Ha fundado un gran número de trípticos, dípticos, plaquettes, y revistas literarias, de las cuales sólo se mencionan: Tonsol, Pensamiento y Tequila. También ha participado en las más diversas publicaciones, pero la que más le agrada es la revista V.L. 2,000, de la cual fue cofundador.

Ha participado en lecturas en diversos foros; incluyendo la Casa de la Cultura, así como en silenciosos panteones y gloriosos bares. Actualmente distribuye su tiempo en escribir poesía y prosa, y en iluminarse en los Templos de Dionisos, y en arduas peregrinaciones mentales de opium. La mayoría de su obra está recopilada en Ediciones Capaverde, y en cientos de cuartillas olvidadas en las ínfimas cantinas. 

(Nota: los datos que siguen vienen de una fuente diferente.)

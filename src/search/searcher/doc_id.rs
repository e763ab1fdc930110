use crate::engine::{DocNum, IndexReader};
use crate::error::Result;
use crate::search::{DocumentMatch, Explanation, Searcher};

/// Matches an explicit set of documents with a constant score.
#[derive(Debug)]
pub struct DocIdSearcher {
    docs: Vec<DocNum>,
    cursor: usize,
    boost: f64,
    explain: bool,
}

impl DocIdSearcher {
    /// Match the documents with the given external ids. Unknown ids are
    /// ignored.
    pub fn new<S: AsRef<str>>(
        reader: &dyn IndexReader,
        ids: &[S],
        boost: f64,
        explain: bool,
    ) -> Self {
        let docs = ids
            .iter()
            .filter_map(|id| reader.doc_number(id.as_ref()))
            .collect();
        Self::from_numbers(docs, boost, explain)
    }

    pub(crate) fn from_numbers(mut docs: Vec<DocNum>, boost: f64, explain: bool) -> Self {
        docs.sort_unstable();
        docs.dedup();
        DocIdSearcher {
            docs,
            cursor: 0,
            boost,
            explain,
        }
    }
}

impl Searcher for DocIdSearcher {
    fn next(&mut self) -> Result<Option<DocumentMatch>> {
        let Some(&doc) = self.docs.get(self.cursor) else {
            return Ok(None);
        };
        self.cursor += 1;
        let mut hit = DocumentMatch::new(doc, self.boost);
        if self.explain {
            hit.expl = Some(Explanation::new(self.boost, "constant score, product of boost"));
        }
        Ok(Some(hit))
    }

    fn advance(&mut self, target: DocNum) -> Result<Option<DocumentMatch>> {
        let remaining = &self.docs[self.cursor.min(self.docs.len())..];
        self.cursor += remaining.partition_point(|doc| *doc < target);
        self.next()
    }

    fn count(&self) -> u64 {
        self.docs.len() as u64
    }
}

Ha publicado su Obra Literaria a lo largo de algunos estados de este país esquizofrénico, hasta llegar también a otros tantos países del globo terráqueo. Aunque esta cuestión en particular, tiene al autor sin ninguna importancia. Ya que él manifiesta: YO SOY EL ARTE. Para finalizar diremos que el escritor tiene una inclinación psicopatológica por las infantes hermosas de 15 años de pasión. Le gusta que tiemblen y giman cuando escuchen su desgarrada voz.  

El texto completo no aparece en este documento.